SCIENCE AND TECHNOLOGY AS
Norwegian SME delivering operational forest and land monitoring services by fusing Copernicus satellite and UAV hyperspectral data.
Their core work
Science and Technology AS (S&T) is a Norwegian technology SME that turns satellite and airborne sensor data into operational monitoring services for the environment, forestry, and land management sectors. Their core capability is fusing Copernicus Sentinel-2 satellite imagery with UAV-mounted hyperspectral sensors to detect and map forest disturbances — including specific biotic threats such as pine wilt nematode — at operational scale. Through the FOCUS project they contributed to a commercial-grade forest monitoring service (SilviSense), and in NextLand they extended that expertise toward broader agricultural and forestry land management products co-designed with end users. In practice, they are a commercial Earth Observation (EO) service provider: they take raw geospatial data and deliver actionable intelligence to forest managers, land agencies, and public authorities.
What they specialise in
FOCUS (2018-2021) combined UAV-mounted hyperspectral sensors with satellite imagery for fine-resolution forest disturbance detection.
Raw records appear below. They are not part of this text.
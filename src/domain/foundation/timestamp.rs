//! Timestamp value object for immutable points in time.

use chrono::{DateTime, Utc};
use serde::{Deserialize, Serialize};

/// Immutable point in time, always UTC.
#[derive(Debug, Clone, Copy, PartialEq, Eq, PartialOrd, Ord, Serialize, Deserialize)]
#[serde(transparent)]
pub struct Timestamp(DateTime<Utc>);

impl Timestamp {
    /// Creates a timestamp for the current moment.
    pub fn now() -> Self {
        Self(Utc::now())
    }

    /// Creates a timestamp from a DateTime<Utc>.
    pub fn from_datetime(dt: DateTime<Utc>) -> Self {
        Self(dt)
    }

    /// Creates a timestamp from Unix seconds (the provider's wire format).
    ///
    /// Returns `None` for values outside chrono's representable range.
    pub fn from_unix(secs: i64) -> Option<Self> {
        DateTime::from_timestamp(secs, 0).map(Self)
    }

    /// Returns the inner DateTime.
    pub fn as_datetime(&self) -> &DateTime<Utc> {
        &self.0
    }

    /// Returns Unix seconds.
    pub fn unix(&self) -> i64 {
        self.0.timestamp()
    }
}

#[cfg(test)]
mod tests {
    use super::*;

    #[test]
    fn from_unix_roundtrips() {
        let ts = Timestamp::from_unix(1_704_067_200).unwrap();
        assert_eq!(ts.unix(), 1_704_067_200);
    }

    #[test]
    fn from_unix_rejects_out_of_range() {
        assert!(Timestamp::from_unix(i64::MAX).is_none());
    }

    #[test]
    fn ordering_follows_time() {
        let earlier = Timestamp::from_unix(1_000).unwrap();
        let later = Timestamp::from_unix(2_000).unwrap();
        assert!(earlier < later);
    }
}
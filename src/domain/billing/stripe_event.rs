//! Raw Stripe webhook event envelope.
//!
//! Only fields relevant to reconciliation are captured; the rest of Stripe's
//! event schema is ignored by serde.

use serde::{Deserialize, Serialize};

/// A verified Stripe webhook event.
#[derive(Debug, Clone, Deserialize, Serialize)]
pub struct StripeEvent {
    /// Unique identifier for the event (evt_xxx).
    pub id: String,

    /// Event type string, e.g. "checkout.session.completed".
    #[serde(rename = "type")]
    pub event_type: String,

    /// Unix timestamp at which the provider created the event.
    pub created: i64,

    /// Event-specific payload.
    pub data: StripeEventData,

    /// Whether this is a live-mode event.
    #[serde(default)]
    pub livemode: bool,
}

/// Container for the polymorphic event payload.
#[derive(Debug, Clone, Deserialize, Serialize)]
pub struct StripeEventData {
    /// The object that triggered the event; shape depends on `event_type`.
    pub object: serde_json::Value,
}

impl StripeEvent {
    /// Deserializes the payload object as the given type.
    pub fn deserialize_object<T: serde::de::DeserializeOwned>(
        &self,
    ) -> Result<T, serde_json::Error> {
        serde_json::from_value(self.data.object.clone())
    }
}

#[cfg(test)]
mod tests {
    use super::*;

    #[test]
    fn deserializes_minimal_event() {
        let json = r#"{
            "id": "evt_1234567890",
            "type": "checkout.session.completed",
            "created": 1704067200,
            "data": { "object": {} },
            "livemode": false
        }"#;

        let event: StripeEvent = serde_json::from_str(json).unwrap();

        assert_eq!(event.id, "evt_1234567890");
        assert_eq!(event.event_type, "checkout.session.completed");
        assert_eq!(event.created, 1704067200);
        assert!(!event.livemode);
    }

    #[test]
    fn livemode_defaults_to_false() {
        let json = r#"{
            "id": "evt_x",
            "type": "ping",
            "created": 0,
            "data": { "object": {} }
        }"#;

        let event: StripeEvent = serde_json::from_str(json).unwrap();
        assert!(!event.livemode);
    }

    #[test]
    fn deserialize_object_to_typed_payload() {
        #[derive(Deserialize)]
        struct Session {
            id: String,
        }

        let json = r#"{
            "id": "evt_x",
            "type": "checkout.session.completed",
            "created": 0,
            "data": { "object": { "id": "cs_abc" } },
            "livemode": true
        }"#;

        let event: StripeEvent = serde_json::from_str(json).unwrap();
        let session: Session = event.deserialize_object().unwrap();
        assert_eq!(session.id, "cs_abc");
    }
}
//! Outbound port for the user directory.

use async_trait::async_trait;

use crate::domain::foundation::{StorageError, UserId};

/// Minimal user rows the billing service maintains.
#[async_trait]
pub trait UserDirectory: Send + Sync {
    /// Ensures a user row exists for the id. Idempotent; never overwrites an
    /// existing row.
    async fn ensure(&self, user_id: UserId) -> Result<(), StorageError>;

    /// Sets the user's trial-used flag. Monotonic: the flag is only ever set
    /// true, never cleared by this service.
    async fn mark_trial_used(&self, user_id: UserId) -> Result<(), StorageError>;
}
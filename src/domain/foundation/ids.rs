//! Strongly-typed identifier value objects.

use serde::{Deserialize, Serialize};
use std::fmt;
use std::str::FromStr;
use uuid::Uuid;

/// Unique identifier for an application user.
///
/// User ids originate in the auth system and arrive on webhook events as
/// `client_reference_id` or metadata strings; they are always UUIDs.
#[derive(Debug, Clone, Copy, PartialEq, Eq, Hash, Serialize, Deserialize)]
#[serde(transparent)]
pub struct UserId(Uuid);

impl UserId {
    /// Creates a new random UserId.
    pub fn new() -> Self {
        Self(Uuid::new_v4())
    }

    /// Creates a UserId from an existing UUID.
    pub fn from_uuid(uuid: Uuid) -> Self {
        Self(uuid)
    }

    /// Returns the inner UUID.
    pub fn as_uuid(&self) -> &Uuid {
        &self.0
    }
}

impl Default for UserId {
    fn default() -> Self {
        Self::new()
    }
}

impl fmt::Display for UserId {
    fn fmt(&self, f: &mut fmt::Formatter<'_>) -> fmt::Result {
        write!(f, "{}", self.0)
    }
}

impl FromStr for UserId {
    type Err = uuid::Error;

    fn from_str(s: &str) -> Result<Self, Self::Err> {
        Ok(Self(Uuid::parse_str(s)?))
    }
}
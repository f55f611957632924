//! PostgreSQL adapter for the user directory.

use async_trait::async_trait;
use sqlx::PgPool;

use crate::domain::foundation::{StorageError, UserId};
use crate::ports::UserDirectory;

pub struct PostgresUserDirectory {
    pool: PgPool,
}

impl PostgresUserDirectory {
    pub fn new(pool: PgPool) -> Self {
        Self { pool }
    }
}

#[async_trait]
impl UserDirectory for PostgresUserDirectory {
    async fn ensure(&self, user_id: UserId) -> Result<(), StorageError> {
        // Only the key is inserted; an existing row is never touched.
        sqlx::query("INSERT INTO users (id) VALUES ($1) ON CONFLICT (id) DO NOTHING")
            .bind(user_id.as_uuid())
            .execute(&self.pool)
            .await
            .map_err(|e| StorageError::Database(e.to_string()))?;

        Ok(())
    }

    async fn mark_trial_used(&self, user_id: UserId) -> Result<(), StorageError> {
        // Monotonic: the flag is only ever set, and the original timestamp
        // is kept on replay.
        sqlx::query(
            r#"
            UPDATE users
            SET trial_used = TRUE,
                trial_used_at = COALESCE(trial_used_at, NOW())
            WHERE id = $1
            "#,
        )
        .bind(user_id.as_uuid())
        .execute(&self.pool)
        .await
        .map_err(|e| StorageError::Database(e.to_string()))?;

        Ok(())
    }
}
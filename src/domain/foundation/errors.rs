//! Error types shared across storage ports.

use thiserror::Error;

/// Errors surfaced by the durable-store ports.
///
/// Every write in this service is an idempotent upsert, so a storage failure
/// is always safe to surface as a retryable handler failure.
#[derive(Debug, Clone, Error)]
pub enum StorageError {
    /// The database rejected or failed the operation.
    #[error("database error: {0}")]
    Database(String),

    /// A stored row could not be mapped back into a domain value.
    #[error("invalid row: {0}")]
    InvalidRow(String),
}
//! Webhook processing error taxonomy.
//!
//! The split matters for retry behavior at the HTTP boundary: signature and
//! parse failures are answered with a client error so the provider does not
//! redeliver a payload that can never succeed, while storage and
//! corrective-action failures are answered with a server error so the
//! provider's at-least-once delivery retries them.

use thiserror::Error;

use crate::domain::foundation::StorageError;

/// Errors that abort processing of a webhook delivery.
#[derive(Debug, Clone, Error)]
pub enum WebhookError {
    /// The signature header was missing, malformed, expired, or did not
    /// match the payload. Never retried by design.
    #[error("signature verification failed: {0}")]
    Signature(String),

    /// The payload was not valid JSON or did not match the shape its event
    /// type promises.
    #[error("payload parse failed: {0}")]
    Parse(String),

    /// A durable-store upsert or lookup failed. Safe to retry: every write
    /// is an idempotent upsert.
    #[error("storage failure: {0}")]
    Storage(String),

    /// A read against the payment provider's API failed. Safe to retry.
    #[error("payment provider failure: {0}")]
    Provider(String),

    /// The force-end-trial command against the provider failed. Must be
    /// retried; leaving an abusive trial running is the harm this service
    /// exists to prevent.
    #[error("corrective action failed: {0}")]
    CorrectiveAction(String),
}

impl From<StorageError> for WebhookError {
    fn from(err: StorageError) -> Self {
        WebhookError::Storage(err.to_string())
    }
}

impl WebhookError {
    /// True when the HTTP boundary should answer with a client error (4xx),
    /// signalling the provider not to redeliver.
    pub fn is_client_error(&self) -> bool {
        matches!(self, WebhookError::Signature(_) | WebhookError::Parse(_))
    }
}

#[cfg(test)]
mod tests {
    use super::*;

    #[test]
    fn signature_and_parse_are_client_errors() {
        assert!(WebhookError::Signature("bad".into()).is_client_error());
        assert!(WebhookError::Parse("bad".into()).is_client_error());
    }

    #[test]
    fn storage_and_corrective_are_server_errors() {
        assert!(!WebhookError::Storage("down".into()).is_client_error());
        assert!(!WebhookError::Provider("timeout".into()).is_client_error());
        assert!(!WebhookError::CorrectiveAction("api".into()).is_client_error());
    }

    #[test]
    fn storage_error_converts() {
        let err: WebhookError = StorageError::Database("conn refused".into()).into();
        assert!(matches!(err, WebhookError::Storage(_)));
    }
}
//! Outbound port for the one-trial-per-card fingerprint ledger.

use async_trait::async_trait;

use crate::domain::foundation::{StorageError, Timestamp, UserId};

/// A recorded first trial use of a payment card.
#[derive(Debug, Clone, PartialEq)]
pub struct FingerprintEntry {
    pub fingerprint: String,
    pub first_user_id: UserId,
    pub stripe_customer_id: String,
    pub created_at: Timestamp,
}

/// Append-only ledger of card fingerprints that have consumed a trial.
#[async_trait]
pub trait FingerprintLedger: Send + Sync {
    /// Looks up an existing entry for the fingerprint.
    async fn find(&self, fingerprint: &str) -> Result<Option<FingerprintEntry>, StorageError>;

    /// Records the first trial use of a fingerprint. First write wins: if an
    /// entry already exists the call succeeds without changing it.
    async fn record_first_use(
        &self,
        fingerprint: &str,
        first_user_id: UserId,
        stripe_customer_id: &str,
    ) -> Result<(), StorageError>;
}
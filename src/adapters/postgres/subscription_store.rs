//! PostgreSQL adapter for the subscription store.
//!
//! All writes are conflict-target upserts; correctness under concurrent
//! webhook delivery relies on these, not on in-process locking.

use async_trait::async_trait;
use sqlx::{PgPool, Row};
use uuid::Uuid;

use crate::domain::billing::{Platform, SubscriptionRecord, SubscriptionStatus};
use crate::domain::foundation::{StorageError, Timestamp, UserId};
use crate::ports::SubscriptionStore;

pub struct PostgresSubscriptionStore {
    pool: PgPool,
}

impl PostgresSubscriptionStore {
    pub fn new(pool: PgPool) -> Self {
        Self { pool }
    }
}

#[async_trait]
impl SubscriptionStore for PostgresSubscriptionStore {
    async fn upsert(&self, record: &SubscriptionRecord) -> Result<(), StorageError> {
        sqlx::query(
            r#"
            INSERT INTO subscriptions (
                user_id, stripe_subscription_id, status, price_id,
                current_period_end, trial_end, cancel_at_period_end,
                platform, product_id, transaction_id, updated_at
            )
            VALUES ($1, $2, $3, $4, $5, $6, $7, $8, $9, $10, $11)
            ON CONFLICT (user_id) DO UPDATE SET
                stripe_subscription_id = EXCLUDED.stripe_subscription_id,
                status = EXCLUDED.status,
                price_id = EXCLUDED.price_id,
                current_period_end = EXCLUDED.current_period_end,
                trial_end = EXCLUDED.trial_end,
                cancel_at_period_end = EXCLUDED.cancel_at_period_end,
                platform = EXCLUDED.platform,
                product_id = EXCLUDED.product_id,
                transaction_id = EXCLUDED.transaction_id,
                updated_at = EXCLUDED.updated_at
            "#,
        )
        .bind(record.user_id.as_uuid())
        .bind(record.stripe_subscription_id.as_deref())
        .bind(record.status.as_str())
        .bind(record.price_id.as_deref())
        .bind(record.current_period_end.map(|t| *t.as_datetime()))
        .bind(record.trial_end.map(|t| *t.as_datetime()))
        .bind(record.cancel_at_period_end)
        .bind(record.platform.as_str())
        .bind(record.product_id.as_deref())
        .bind(record.transaction_id.as_deref())
        .bind(*record.updated_at.as_datetime())
        .execute(&self.pool)
        .await
        .map_err(|e| StorageError::Database(e.to_string()))?;

        Ok(())
    }

    async fn find_user_by_subscription_id(
        &self,
        subscription_id: &str,
    ) -> Result<Option<UserId>, StorageError> {
        let row = sqlx::query(
            "SELECT user_id FROM subscriptions WHERE stripe_subscription_id = $1",
        )
        .bind(subscription_id)
        .fetch_optional(&self.pool)
        .await
        .map_err(|e| StorageError::Database(e.to_string()))?;

        row.map(|r| {
            let id: Uuid = r
                .try_get("user_id")
                .map_err(|e| StorageError::InvalidRow(e.to_string()))?;
            Ok(UserId::from_uuid(id))
        })
        .transpose()
    }

    async fn upsert_customer_mapping(
        &self,
        user_id: UserId,
        customer_id: &str,
    ) -> Result<(), StorageError> {
        sqlx::query(
            r#"
            INSERT INTO stripe_customers (user_id, stripe_customer_id, created_at)
            VALUES ($1, $2, $3)
            ON CONFLICT (user_id) DO UPDATE SET
                stripe_customer_id = EXCLUDED.stripe_customer_id
            "#,
        )
        .bind(user_id.as_uuid())
        .bind(customer_id)
        .bind(*Timestamp::now().as_datetime())
        .execute(&self.pool)
        .await
        .map_err(|e| StorageError::Database(e.to_string()))?;

        Ok(())
    }

    async fn find_user_by_customer_id(
        &self,
        customer_id: &str,
    ) -> Result<Option<UserId>, StorageError> {
        let row = sqlx::query(
            "SELECT user_id FROM stripe_customers WHERE stripe_customer_id = $1",
        )
        .bind(customer_id)
        .fetch_optional(&self.pool)
        .await
        .map_err(|e| StorageError::Database(e.to_string()))?;

        row.map(|r| {
            let id: Uuid = r
                .try_get("user_id")
                .map_err(|e| StorageError::InvalidRow(e.to_string()))?;
            Ok(UserId::from_uuid(id))
        })
        .transpose()
    }
}
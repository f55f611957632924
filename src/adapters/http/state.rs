use std::sync::Arc;

use crate::application::handlers::billing::{ReconcileWebhookHandler, VerifyIosHandler};

/// Shared handler state injected into every route.
#[derive(Clone)]
pub struct AppState {
    pub reconciler: Arc<ReconcileWebhookHandler>,
    pub ios_verifier: Arc<VerifyIosHandler>,
}
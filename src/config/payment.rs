use secrecy::{ExposeSecret, SecretString};
use serde::Deserialize;

use super::error::ValidationError;

#[derive(Debug, Clone, Deserialize)]
pub struct PaymentConfig {
    /// Stripe secret API key (sk_...).
    pub stripe_secret_key: SecretString,
    /// Webhook endpoint signing secret (whsec_...).
    pub stripe_webhook_secret: SecretString,
}

impl PaymentConfig {
    pub(super) fn validate(&self) -> Result<(), ValidationError> {
        if !self.stripe_secret_key.expose_secret().starts_with("sk_") {
            return Err(ValidationError::invalid(
                "payment.stripe_secret_key",
                "must start with sk_",
            ));
        }
        if !self
            .stripe_webhook_secret
            .expose_secret()
            .starts_with("whsec_")
        {
            return Err(ValidationError::invalid(
                "payment.stripe_webhook_secret",
                "must start with whsec_",
            ));
        }
        Ok(())
    }
}

#[cfg(test)]
mod tests {
    use super::*;

    fn config(secret_key: &str, webhook_secret: &str) -> PaymentConfig {
        PaymentConfig {
            stripe_secret_key: SecretString::new(secret_key.to_string()),
            stripe_webhook_secret: SecretString::new(webhook_secret.to_string()),
        }
    }

    #[test]
    fn well_formed_keys_validate() {
        assert!(config("sk_test_123", "whsec_123").validate().is_ok());
    }

    #[test]
    fn swapped_keys_are_rejected() {
        assert!(config("whsec_123", "sk_test_123").validate().is_err());
    }

    #[test]
    fn publishable_key_is_rejected() {
        assert!(config("pk_test_123", "whsec_123").validate().is_err());
    }
}
//! Outbound port for durable subscription state.

use async_trait::async_trait;

use crate::domain::billing::SubscriptionRecord;
use crate::domain::foundation::{StorageError, UserId};

/// Durable subscription rows, keyed by user id.
#[async_trait]
pub trait SubscriptionStore: Send + Sync {
    /// Writes the user's subscription row, replacing any existing row for
    /// that user. Idempotent: replaying the same record is a no-op.
    async fn upsert(&self, record: &SubscriptionRecord) -> Result<(), StorageError>;

    /// Resolves the owning user for a provider subscription id, if a row
    /// references it.
    async fn find_user_by_subscription_id(
        &self,
        subscription_id: &str,
    ) -> Result<Option<UserId>, StorageError>;

    /// Records the user-to-provider-customer mapping. Idempotent.
    async fn upsert_customer_mapping(
        &self,
        user_id: UserId,
        customer_id: &str,
    ) -> Result<(), StorageError>;

    /// Resolves the owning user for a provider customer id.
    async fn find_user_by_customer_id(
        &self,
        customer_id: &str,
    ) -> Result<Option<UserId>, StorageError>;
}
FOCUS centred on early detection of forest disturbances including pine wilt nematode infestation using the SilviSense operational monitoring framework.
NextLand explicitly targets commercial EO services with a co-design approach, and FOCUS delivered the SilviSense product — both Innovation Actions focused on market-ready outputs.
NextLand (2020-2023) expanded S&T's scope from forest monitoring into next-generation land management services covering both agriculture and forestry, linked to the Sustainable Development Goals.
How they've shifted over time
In their first H2020 project (FOCUS, 2018), S&T's focus was technically narrow and deep: real-time forest disturbance detection using sensor fusion — specifically the combination of Copernicus Sentinel-2, UAV flights, and hyperspectral analysis for detecting a very specific forest threat (pine wilt nematode). By 2020, with NextLand, the focus broadened significantly: the same EO toolset was redirected toward multi-use land management services spanning agriculture as well as forestry, with explicit attention to co-design with end users and alignment with the SDGs. The shift signals a deliberate move from specialist technical demonstration toward scalable, commercially viable EO services for a wider customer base.
S&T is moving from technically deep niche applications (single-threat forest monitoring) toward broader, co-designed commercial EO services for agriculture and forestry — suggesting they are positioning for wider market uptake rather than deeper specialisation.
How they like to work
S&T participates exclusively as a technical partner — they have not led any H2020 project as coordinator, positioning themselves as specialist contributors brought in for their EO and sensor data expertise. With 14 unique partners across just 2 projects, they engage in medium-to-large consortia (averaging 7 partners per project), typical for Innovation Actions requiring operational pilots and diverse end-user groups. There is no evidence of repeated partnerships, suggesting they are flexible in joining new consortia rather than anchored to a fixed network.
S&T has built a network of 14 unique consortium partners spanning 9 countries across just two projects, indicating broad European reach relative to their project count. Their partnerships likely include forestry agencies, satellite data providers, and land management authorities, reflecting the multi-stakeholder nature of operational EO service projects.
What sets them apart
S&T occupies a specific niche that few SMEs hold: they combine space-derived satellite data (Copernicus) with UAV-mounted hyperspectral sensors to deliver operational — not just research — monitoring services for forests and land. Their Norwegian base gives them natural proximity to Nordic and boreal forestry challenges, and the SilviSense product name suggests a proprietary platform rather than pure consulting. For a consortium needing a commercially-oriented EO technology partner with demonstrated capability in sensor fusion and environmental monitoring, they offer a ready-to-deploy toolset rather than a research prototype.
Highlights from their portfolio
- FOCUSTheir highest-funded project (EUR 390,585) and technically most distinctive: it combined Copernicus Sentinel-2 satellite data with UAV hyperspectral flights to detect pine wilt nematode — a highly specific biotic forest threat — and produced the SilviSense operational monitoring service.
- NextLandSignals S&T's strategic pivot toward commercial EO services beyond forestry, explicitly incorporating co-design methodology and SDG alignment — making it the clearest indicator of where the company is headed commercially.